28.2.10

something real.

I am not in a highly emotional state, in fact, though I am weakened and feeble, I must and will contemplate-

I'm not sure I've ever felt a love in this exact sense. There have been the few times where I've been close to leaving this life for good, and I felt him near to me as never before. He held me, and told me to take heart, because he had overcome the world. And now I feel him again-this man who all my life had watched me grow, and waited patiently for the day that I would open my eyes and see him there, and open my heart to him. It's been hard most of the time. I'll never understand why, but for some reason I've always preferred another man-even though I could feel him with me still- watching me longingly from a distance somewhere. Even when I moved with the other in the dark, where there was no light to be found and I was sleeping with the lie, I could hear him in my head-saying come, come take what I have to give-you don't have to offer me your body-I will love you for free, and I'll never leave you. All these other men promise the same, but they all go. They take you and leave you there alone. They touch your skin with a seduction despair. But I never have forced my love on you, because, see, my love doesn't do that. I cared so intimately and deeply for you that I could not bare to have you without your consent. I'd give anything to have you seek me. I'd even do this-when my son was born to me, I made it my will to crush him. It is the hardest thing one could ever do-to turn your face on your own child-but see Diana, that is how much I would give to have you near me. I grieve each day you run away. My heart burns and aches unending as I witness how you give yourself to these things...these books with ideas that leave you empty, these men that leave you broken, these knifes that leave you bruised...all of these things you hide behind. But why? What are you afraid of? That you will find the light I have hidden inside you? I want to be your Abba, I want to protect you like a Father. I am here, I am here always. I have written for you that when my son died, he saw his offspring-that's you. As he hung there, and as he felt every hopeless and degraded woe you have ever imagined-he saw your face, your tears and your cries-and he did it for you.

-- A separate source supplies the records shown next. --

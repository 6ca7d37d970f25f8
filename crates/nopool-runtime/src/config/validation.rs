//! Configuration validation utilities.

use super::error::{ConfigError, ConfigResult};
use super::schema::{BotConfig, LogOutput, LoggingConfig, NoPoolConfig, TransportConfig};

const VALID_LOG_LEVELS: [&str; 5] = ["trace", "debug", "info", "warn", "error"];

/// Validates the entire configuration.
pub fn validate_config(config: &NoPoolConfig) -> ConfigResult<()> {
    validate_bot_config(&config.bot)?;
    validate_transport_config(&config.transport)?;
    validate_logging_config(&config.logging)?;
    Ok(())
}

/// Validates bot settings.
fn validate_bot_config(bot: &BotConfig) -> ConfigResult<()> {
    validate_url(&bot.api_base)?;

    if let Some(token) = &bot.token
        && token.trim().is_empty()
    {
        return Err(ConfigError::validation("Bot token cannot be blank"));
    }

    Ok(())
}

/// Validates transport settings.
fn validate_transport_config(transport: &TransportConfig) -> ConfigResult<()> {
    let timeouts = [
        ("connect_timeout_ms", transport.connect_timeout_ms),
        ("read_timeout_ms", transport.read_timeout_ms),
        ("total_timeout_ms", transport.total_timeout_ms),
    ];
    for (name, value) in timeouts {
        if value == 0 {
            return Err(ConfigError::validation(format!(
                "transport.{name} must be greater than 0"
            )));
        }
    }

    if transport.max_in_flight == Some(0) {
        return Err(ConfigError::validation(
            "transport.max_in_flight must be at least 1",
        ));
    }

    if let Some(user_agent) = &transport.user_agent
        && user_agent.trim().is_empty()
    {
        return Err(ConfigError::validation("transport.user_agent cannot be blank"));
    }

    transport.proxy()?;
    Ok(())
}

/// Validates logging settings.
fn validate_logging_config(logging: &LoggingConfig) -> ConfigResult<()> {
    validate_level(&logging.level, "logging.level")?;

    for (module, level) in &logging.filters {
        if module.is_empty() {
            return Err(ConfigError::validation("Log filter module cannot be empty"));
        }
        if !level.eq_ignore_ascii_case("off") {
            validate_level(level, &format!("logging.filters.{module}"))?;
        }
    }

    if logging.output == LogOutput::File && logging.file_path.is_none() {
        return Err(ConfigError::missing_field("logging.file_path"));
    }

    Ok(())
}

fn validate_level(level: &str, field: &str) -> ConfigResult<()> {
    if !VALID_LOG_LEVELS.contains(&level.to_lowercase().as_str()) {
        return Err(ConfigError::validation(format!(
            "Invalid log level for {field}: {level}. Valid values are: {VALID_LOG_LEVELS:?}"
        )));
    }
    Ok(())
}

/// Validates an http(s) URL.
fn validate_url(url: &str) -> ConfigResult<()> {
    if url.is_empty() {
        return Err(ConfigError::missing_field("bot.api_base"));
    }

    let valid_schemes = ["http://", "https://"];
    if !valid_schemes.iter().any(|s| url.starts_with(s)) {
        return Err(ConfigError::invalid_url(
            url,
            format!("URL must start with one of: {valid_schemes:?}"),
        ));
    }

    Ok(())
}
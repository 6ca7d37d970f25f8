//! Runtime error types.

use thiserror::Error;

use crate::config::ConfigError;
use nopool_adapter_botapi::AdapterError;
use nopool_core::TransportError;

/// Errors that can occur while building or driving the runtime.
#[derive(Error, Debug)]
pub enum RuntimeError {
    /// Configuration could not be loaded or is invalid.
    #[error("Configuration error: {0}")]
    Config(#[from] ConfigError),

    /// The transport could not be built.
    #[error("Transport error: {0}")]
    Transport(#[from] TransportError),

    /// Adapter error.
    #[error("Adapter error: {0}")]
    Adapter(#[from] AdapterError),

    /// A bot-API client was requested without a token.
    #[error("Bot token is not configured (set TELEGRAM_BOT_TOKEN or bot.token)")]
    MissingToken,
}

/// Result type for runtime operations.
pub type RuntimeResult<T> = Result<T, RuntimeError>;
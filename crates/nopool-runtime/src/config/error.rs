//! Configuration error types.

use std::path::PathBuf;
use thiserror::Error;

/// Errors that can occur during configuration loading and validation.
#[derive(Error, Debug)]
pub enum ConfigError {
    /// An explicitly requested file does not exist.
    #[error("Configuration file not found: {0}")]
    FileNotFound(PathBuf),

    /// The file extension is unknown or its format feature is disabled.
    #[error("Unsupported or disabled configuration format: {0}")]
    UnsupportedFormat(PathBuf),

    /// The merged sources do not fit the schema.
    #[error("Failed to load configuration: {0}")]
    Extract(#[from] Box<figment::Error>),

    /// Invalid configuration value.
    #[error("Invalid configuration: {message}")]
    ValidationError { message: String },

    /// Missing required field.
    #[error("Missing required configuration field: {field}")]
    MissingField { field: String },

    /// Invalid URL format.
    #[error("Invalid URL: {url} - {reason}")]
    InvalidUrl { url: String, reason: String },

    /// `transport.proxy_url` does not parse. Credentials never appear in
    /// the reason.
    #[error("Invalid transport.proxy_url: {reason}")]
    InvalidProxy { reason: String },
}

impl ConfigError {
    /// Creates a validation error with the given message.
    pub fn validation(message: impl Into<String>) -> Self {
        Self::ValidationError {
            message: message.into(),
        }
    }

    /// Creates a missing field error.
    pub fn missing_field(field: impl Into<String>) -> Self {
        Self::MissingField {
            field: field.into(),
        }
    }

    /// Creates an invalid URL error.
    pub fn invalid_url(url: impl Into<String>, reason: impl Into<String>) -> Self {
        Self::InvalidUrl {
            url: url.into(),
            reason: reason.into(),
        }
    }
}

impl From<figment::Error> for ConfigError {
    fn from(err: figment::Error) -> Self {
        Self::Extract(Box::new(err))
    }
}

/// Result type for configuration operations.
pub type ConfigResult<T> = Result<T, ConfigError>;
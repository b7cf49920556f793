//! Logging and tracing initialization for Echoport.
//!
//! This module provides structured logging using the `tracing` ecosystem.
//! It supports both pretty console output and JSON output for machine parsing.

use tracing::Level;
use tracing_subscriber::{
    EnvFilter,
    fmt::{self, format::FmtSpan},
    layer::SubscriberExt,
    util::SubscriberInitExt,
};

/// Configuration for the logging system.
pub struct LogConfig {
    /// Output logs as JSON (for machine parsing)
    pub json: bool,
    /// Enable verbose logging (sets default level to DEBUG)
    pub verbose: bool,
}

impl Default for LogConfig {
    fn default() -> Self {
        Self {
            json: false,
            verbose: false,
        }
    }
}

/// Initialize the tracing subscriber with the given configuration.
///
/// This should be called early in main(), after config is loaded.
/// The log level can be overridden at runtime via the `RUST_LOG` environment variable.
pub fn init(config: LogConfig) {
    // Determine default log level based on verbose flag
    let default_level = if config.verbose {
        Level::DEBUG
    } else {
        Level::INFO
    };

    let env_filter = EnvFilter::try_from_default_env().unwrap_or_else(|_| {
        EnvFilter::new(format!("echoport={}", default_level.as_str().to_lowercase()))
    });

    if config.json {
        // JSON output for structured logging / log aggregation
        tracing_subscriber::registry()
            .with(env_filter)
            .with(
                fmt::layer()
                    .json()
                    .with_span_events(FmtSpan::CLOSE)
                    .with_current_span(true)
                    .with_target(true),
            )
            .init();
    } else {
        // Pretty console output for human readability
        tracing_subscriber::registry()
            .with(env_filter)
            .with(
                fmt::layer()
                    .with_target(false)
                    .with_thread_ids(false)
                    .with_file(false)
                    .with_line_number(false),
            )
            .init();
    }
}
//! Run lifecycle controller.
//!
//! Drives a run from creation to a terminal status: take the per-target
//! lock, dispatch to the remote runner, poll to completion, reconcile the
//! reported result into the run record. Once a run record exists, every
//! failure path leaves it in a terminal, truthful status before the error
//! reaches the caller; a run is never abandoned in pending or running.

use std::collections::BTreeMap;
use std::sync::Arc;
use std::time::Duration;

use chrono::Utc;
use tokio::task::JoinHandle;
use tokio::time::Instant;
use tokio_rusqlite::Connection;
use tracing::{error, info, warn};

use crate::core::models::{Run, RunKind, RunStatus, Target, TargetStatus, Trigger};
use crate::core::poll::{PollOutcome, poll_until_finished};
use crate::core::report::{self, BackupReport, RestoreReport};
use crate::db::runs::{self, BackupArtifact, NewRun, StoreError};
use crate::remote::{JobStatus, RemoteError, RemoteRunner};

#[derive(Debug, thiserror::Error)]
pub enum EngineError {
    #[error("precondition failed: {0}")]
    Precondition(String),
    #[error("another run is already active for target '{target}'")]
    LockContention { target: String },
    #[error("failed to dispatch remote job: {0}")]
    Dispatch(#[source] RemoteError),
    #[error("remote job lost during polling: {0}")]
    Remote(#[source] RemoteError),
    #[error("run timed out after {seconds} seconds")]
    TimedOut { seconds: u64 },
    #[error(transparent)]
    Store(#[from] StoreError),
}

pub struct Engine {
    db: Connection,
    runner: Arc<dyn RemoteRunner>,
    poll_interval: Duration,
}
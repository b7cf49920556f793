use std::path::PathBuf;

use anyhow::{Context, Result};
use figment::{
    Figment,
    providers::{Env, Format, Serialized, Toml},
};
use serde::{Deserialize, Serialize};

const CONFIG_FILE: &str = "echoport.toml";
const ENV_PREFIX: &str = "ECHOPORT_";

#[derive(Debug, Clone, Serialize, Deserialize)]
pub struct AppConfig {
    /// SQLite database holding targets and run records.
    pub database_path: PathBuf,
    pub runner: RunnerConfig,
    /// Use the in-process simulated runner instead of the remote API.
    pub simulation: bool,
    pub verbose: bool,
    pub json_logs: bool,
}

#[derive(Debug, Clone, Serialize, Deserialize)]
pub struct RunnerConfig {
    /// Base URL of the remote job-execution API.
    pub base_url: String,
    /// Bearer token identifying this orchestrator to the runner.
    pub service_token: String,
    /// Per-request HTTP timeout, distinct from the per-target run timeout.
    pub request_timeout_secs: u64,
    /// Delay between status polls while a run is in flight.
    pub poll_interval_secs: u64,
}

impl Default for AppConfig {
    fn default() -> Self {
        Self {
            database_path: PathBuf::from("echoport.db"),
            runner: RunnerConfig {
                base_url: "http://localhost:8000".to_string(),
                service_token: String::new(),
                request_timeout_secs: 30,
                poll_interval_secs: 5,
            },
            simulation: false,
            verbose: false,
            json_logs: false,
        }
    }
}

impl AppConfig {
    /// Layered configuration: defaults, then `echoport.toml`, then
    /// `ECHOPORT_*` environment variables, then CLI arguments.
    pub fn new<A: Serialize>(cli_args: Option<&A>) -> Result<Self> {
        let mut figment = Figment::from(Serialized::defaults(AppConfig::default()))
            .merge(Toml::file(CONFIG_FILE))
            .merge(Env::prefixed(ENV_PREFIX).split("__"));

        if let Some(args) = cli_args {
            figment = figment.merge(Serialized::defaults(args));
        }

        figment.extract().context("Failed to load configuration")
    }
}
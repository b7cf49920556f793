//! Retry-with-deadline polling against the remote runner.

use std::time::Duration;

use tokio::time::Instant;
use tracing::{debug, warn};

use crate::remote::{JobStatus, RemoteError, RemoteRunner};

#[derive(Debug)]
pub enum PollOutcome {
    /// The remote job reached a terminal state.
    Finished(JobStatus),
    /// The deadline passed with no terminal state. The remote job keeps
    /// running; no cancellation primitive exists on the remote side.
    TimedOut { waited: Duration },
}

/// Poll `job_id` at `interval` until it finishes or `deadline` passes.
///
/// The deadline is absolute and should be anchored at dispatch time, so the
/// configured timeout bounds the whole run rather than the polling phase.
/// Transient transport and server errors are retried within the deadline;
/// a vanished job is returned immediately.
pub async fn poll_until_finished(
    runner: &dyn RemoteRunner,
    job_id: u64,
    interval: Duration,
    deadline: Instant,
) -> Result<PollOutcome, RemoteError> {
    let started = Instant::now();

    loop {
        let now = Instant::now();
        if now >= deadline {
            return Ok(PollOutcome::TimedOut {
                waited: now - started,
            });
        }

        tokio::time::sleep(interval.min(deadline - now)).await;

        match runner.poll(job_id).await {
            Ok(status) if status.is_finished() => {
                return Ok(PollOutcome::Finished(status));
            }
            Ok(_) => {
                debug!(job_id, "Remote job still running");
            }
            Err(e) if e.is_transient() => {
                warn!(job_id, error = %e, "Poll failed, retrying until deadline");
            }
            Err(e) => return Err(e),
        }
    }
}
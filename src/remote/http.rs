use std::collections::BTreeMap;
use std::time::Duration;

use async_trait::async_trait;
use serde::Deserialize;
use tracing::{debug, info};

use super::{JobStatus, RemoteError, RemoteRunner};

/// HTTP client for the remote job-execution API.
///
/// Dispatch is `POST {base}/jobs` with an `{"env": {...}}` body; status is
/// `GET {base}/jobs/{id}`. Both carry a bearer service token.
pub struct HttpRunner {
    base_url: String,
    service_token: String,
    client: reqwest::Client,
}

#[derive(Deserialize)]
struct DispatchResponse {
    id: u64,
}

impl HttpRunner {
    pub fn new(
        base_url: impl Into<String>,
        service_token: impl Into<String>,
        request_timeout: Duration,
    ) -> Result<Self, RemoteError> {
        let client = reqwest::Client::builder().timeout(request_timeout).build()?;
        Ok(Self {
            base_url: base_url.into().trim_end_matches('/').to_string(),
            service_token: service_token.into(),
            client,
        })
    }
}

#[async_trait]
impl RemoteRunner for HttpRunner {
    async fn dispatch(
        &self,
        service: &str,
        context: &BTreeMap<String, String>,
    ) -> Result<u64, RemoteError> {
        info!(service = %service, "Dispatching remote job");
        debug!(?context, "Dispatch context");

        let response = self
            .client
            .post(format!("{}/jobs", self.base_url))
            .bearer_auth(&self.service_token)
            .json(&serde_json::json!({ "service": service, "env": context }))
            .send()
            .await?;

        let status = response.status();
        if !status.is_success() {
            let body = response.text().await.unwrap_or_default();
            return Err(RemoteError::Dispatch {
                status: status.as_u16(),
                body,
            });
        }

        let parsed: DispatchResponse = response.json().await?;
        info!(job_id = parsed.id, "Remote job accepted");
        Ok(parsed.id)
    }

    async fn poll(&self, job_id: u64) -> Result<JobStatus, RemoteError> {
        let response = self
            .client
            .get(format!("{}/jobs/{}", self.base_url, job_id))
            .bearer_auth(&self.service_token)
            .send()
            .await?;

        let status = response.status();
        if status.as_u16() == 404 {
            return Err(RemoteError::NotFound(job_id));
        }
        if !status.is_success() {
            let body = response.text().await.unwrap_or_default();
            return Err(RemoteError::Http {
                status: status.as_u16(),
                body,
            });
        }

        Ok(response.json().await?)
    }
}
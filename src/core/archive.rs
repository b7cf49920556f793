//! Safety validation for materializing untrusted archives during restore.
//!
//! The remote runner applies these checks before any extracted member is
//! written to disk. Every entry must resolve inside the destination root,
//! must not pass through a symlinked directory delivered earlier in the same
//! archive, and must be a regular file or plain directory. A single bad
//! entry fails the whole restore.

use std::collections::HashSet;
use std::path::{Component, Path, PathBuf};

#[derive(Debug, Clone, Copy, PartialEq, Eq)]
pub enum EntryKind {
    File,
    Directory,
    Symlink,
    HardLink,
    CharDevice,
    BlockDevice,
    Fifo,
    Socket,
}

impl EntryKind {
    pub fn as_str(&self) -> &'static str {
        match self {
            EntryKind::File => "file",
            EntryKind::Directory => "directory",
            EntryKind::Symlink => "symlink",
            EntryKind::HardLink => "hard link",
            EntryKind::CharDevice => "character device",
            EntryKind::BlockDevice => "block device",
            EntryKind::Fifo => "fifo",
            EntryKind::Socket => "socket",
        }
    }
}

/// One member of an archive, as seen before extraction.
#[derive(Debug, Clone)]
pub struct ArchiveEntry {
    pub path: PathBuf,
    pub kind: EntryKind,
}

impl ArchiveEntry {
    pub fn new(path: impl Into<PathBuf>, kind: EntryKind) -> Self {
        Self {
            path: path.into(),
            kind,
        }
    }
}

#[derive(Debug, thiserror::Error)]
pub enum ArchiveViolation {
    #[error("entry '{}' has an absolute path", path.display())]
    AbsolutePath { path: PathBuf },
    #[error("entry '{}' escapes the destination root", path.display())]
    PathEscape { path: PathBuf },
    #[error("entry '{}' passes through '{}', which is a symlink from this archive", path.display(), ancestor.display())]
    SymlinkAncestor { path: PathBuf, ancestor: PathBuf },
    #[error("entry '{}' is a {}; only regular files and directories are allowed", path.display(), kind.as_str())]
    ForbiddenKind { path: PathBuf, kind: EntryKind },
}

/// Stateful validator for one archive. Entries must be checked in archive
/// order so that symlinks planted at intermediate directories are known
/// before anything beneath them is considered.
pub struct ArchiveGuard {
    dest_root: PathBuf,
    /// Relative paths of symlink entries seen so far.
    symlinks: HashSet<PathBuf>,
}

impl ArchiveGuard {
    pub fn new(dest_root: impl Into<PathBuf>) -> Self {
        Self {
            dest_root: dest_root.into(),
            symlinks: HashSet::new(),
        }
    }

    /// Validate one entry, returning the safe on-disk destination path.
    ///
    /// Symlink entries are rejected but still recorded, so a later entry
    /// beneath one is caught even if a caller chose to skip rather than
    /// abort on the first rejection.
    pub fn check(&mut self, entry: &ArchiveEntry) -> Result<PathBuf, ArchiveViolation> {
        let relative = normalize(&entry.path)?;

        for ancestor in relative.ancestors().skip(1) {
            if !ancestor.as_os_str().is_empty() && self.symlinks.contains(ancestor) {
                return Err(ArchiveViolation::SymlinkAncestor {
                    path: entry.path.clone(),
                    ancestor: ancestor.to_path_buf(),
                });
            }
        }

        match entry.kind {
            EntryKind::File | EntryKind::Directory => Ok(self.dest_root.join(relative)),
            EntryKind::Symlink => {
                self.symlinks.insert(relative);
                Err(ArchiveViolation::ForbiddenKind {
                    path: entry.path.clone(),
                    kind: entry.kind,
                })
            }
            kind => Err(ArchiveViolation::ForbiddenKind {
                path: entry.path.clone(),
                kind,
            }),
        }
    }
}

/// Validate a whole archive against a destination root. The first violation
/// fails the archive; there is no partial acceptance.
pub fn validate_archive(
    dest_root: impl Into<PathBuf>,
    entries: &[ArchiveEntry],
) -> Result<Vec<PathBuf>, ArchiveViolation> {
    let mut guard = ArchiveGuard::new(dest_root);
    let mut resolved = Vec::with_capacity(entries.len());
    for entry in entries {
        resolved.push(guard.check(entry)?);
    }
    Ok(resolved)
}

/// Lexically resolve an entry path. `.` is dropped, `..` pops; popping past
/// the root or starting absolute is a violation.
fn normalize(path: &Path) -> Result<PathBuf, ArchiveViolation> {
    let mut out = PathBuf::new();
    for component in path.components() {
        match component {
            Component::Normal(part) => out.push(part),
            Component::CurDir => {}
            Component::ParentDir => {
                if !out.pop() {
                    return Err(ArchiveViolation::PathEscape {
                        path: path.to_path_buf(),
                    });
                }
            }
            Component::RootDir | Component::Prefix(_) => {
                return Err(ArchiveViolation::AbsolutePath {
                    path: path.to_path_buf(),
                });
            }
        }
    }
    Ok(out)
}

#[cfg(test)]
mod tests {
    use super::*;

    fn file(path: &str) -> ArchiveEntry {
        ArchiveEntry::new(path, EntryKind::File)
    }

    fn dir(path: &str) -> ArchiveEntry {
        ArchiveEntry::new(path, EntryKind::Directory)
    }

    #[test]
    fn benign_entries_resolve_under_root() {
        let entries = vec![dir("data"), file("data/db.sqlite3"), file("config.toml")];
        let resolved = validate_archive("/srv/restore", &entries).unwrap();
        assert_eq!(resolved[1], PathBuf::from("/srv/restore/data/db.sqlite3"));
    }

    #[test]
    fn traversal_is_rejected() {
        let err = validate_archive("/srv/restore", &[file("../../etc/passwd")]).unwrap_err();
        assert!(matches!(err, ArchiveViolation::PathEscape { .. }));
    }

    #[test]
    fn interior_dotdot_that_stays_inside_is_allowed() {
        let resolved = validate_archive("/srv/restore", &[file("a/../b.txt")]).unwrap();
        assert_eq!(resolved[0], PathBuf::from("/srv/restore/b.txt"));
    }

    #[test]
    fn absolute_path_is_rejected() {
        let err = validate_archive("/srv/restore", &[file("/etc/passwd")]).unwrap_err();
        assert!(matches!(err, ArchiveViolation::AbsolutePath { .. }));
    }

    #[test]
    fn symlink_entry_is_rejected() {
        let err =
            validate_archive("/srv/restore", &[ArchiveEntry::new("data", EntryKind::Symlink)])
                .unwrap_err();
        assert!(matches!(
            err,
            ArchiveViolation::ForbiddenKind {
                kind: EntryKind::Symlink,
                ..
            }
        ));
    }

    #[test]
    fn entry_under_planted_symlink_is_rejected() {
        let mut guard = ArchiveGuard::new("/srv/restore");

        // The symlink itself is rejected, but the guard remembers it.
        assert!(guard
            .check(&ArchiveEntry::new("data", EntryKind::Symlink))
            .is_err());

        let err = guard.check(&file("data/secrets.txt")).unwrap_err();
        match err {
            ArchiveViolation::SymlinkAncestor { ancestor, .. } => {
                assert_eq!(ancestor, PathBuf::from("data"));
            }
            other => panic!("expected SymlinkAncestor, got {other:?}"),
        }
    }

    #[test]
    fn deep_descendant_of_symlink_is_rejected() {
        let mut guard = ArchiveGuard::new("/srv/restore");
        let _ = guard.check(&ArchiveEntry::new("a/b", EntryKind::Symlink));
        assert!(matches!(
            guard.check(&file("a/b/c/d.txt")),
            Err(ArchiveViolation::SymlinkAncestor { .. })
        ));
    }

    #[test]
    fn device_nodes_and_fifos_are_rejected() {
        for kind in [
            EntryKind::CharDevice,
            EntryKind::BlockDevice,
            EntryKind::Fifo,
            EntryKind::Socket,
            EntryKind::HardLink,
        ] {
            let err = validate_archive("/srv/restore", &[ArchiveEntry::new("dev/x", kind)])
                .unwrap_err();
            assert!(matches!(err, ArchiveViolation::ForbiddenKind { .. }));
        }
    }

    #[test]
    fn one_bad_entry_fails_the_whole_archive() {
        let mut entries: Vec<ArchiveEntry> = (0..99).map(|i| file(&format!("f{i}.txt"))).collect();
        entries.push(ArchiveEntry::new("dev/null", EntryKind::CharDevice));
        assert!(validate_archive("/srv/restore", &entries).is_err());
    }
}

I hear this man-this beautiful man who's never, ever hit me, or stolen things from me, or left me alone-this beautiful man...saying these things, to me. The best musician I could ever desire. The most vivid creator. The brightest intellectual. The greatest mind one could ever, or ever not, imagine. This beautiful person wants to have me fall in love with Him. I don't know if I could do it...I'm so used to my habits and my sodden distractions here, who knows what could happen if I lifted my eyes and gave it all to Him? It's terrifying...but truly, something deep down is struggling to reach the surface. This vulnerability, this disappointed and disenchanted soul, something saves me. Something reaches down where I cannot breathe and gives me life.

I will lift my eyes up.
I will trust it.

"For the mountains may depart and the hills be removed,
but my steadfast love shall not depart from you,
and my covenant of peace shall not be removed,' says the LORD.
'Oh afflicted one, storm-tossed and not comforted,
behold, I will set your stones in antimony,
and lay your foundations with sapphires...
In righteousness you shall be established;
you shall be far from oppression, for you shall not fear,
and from terror, for it shall not come near you."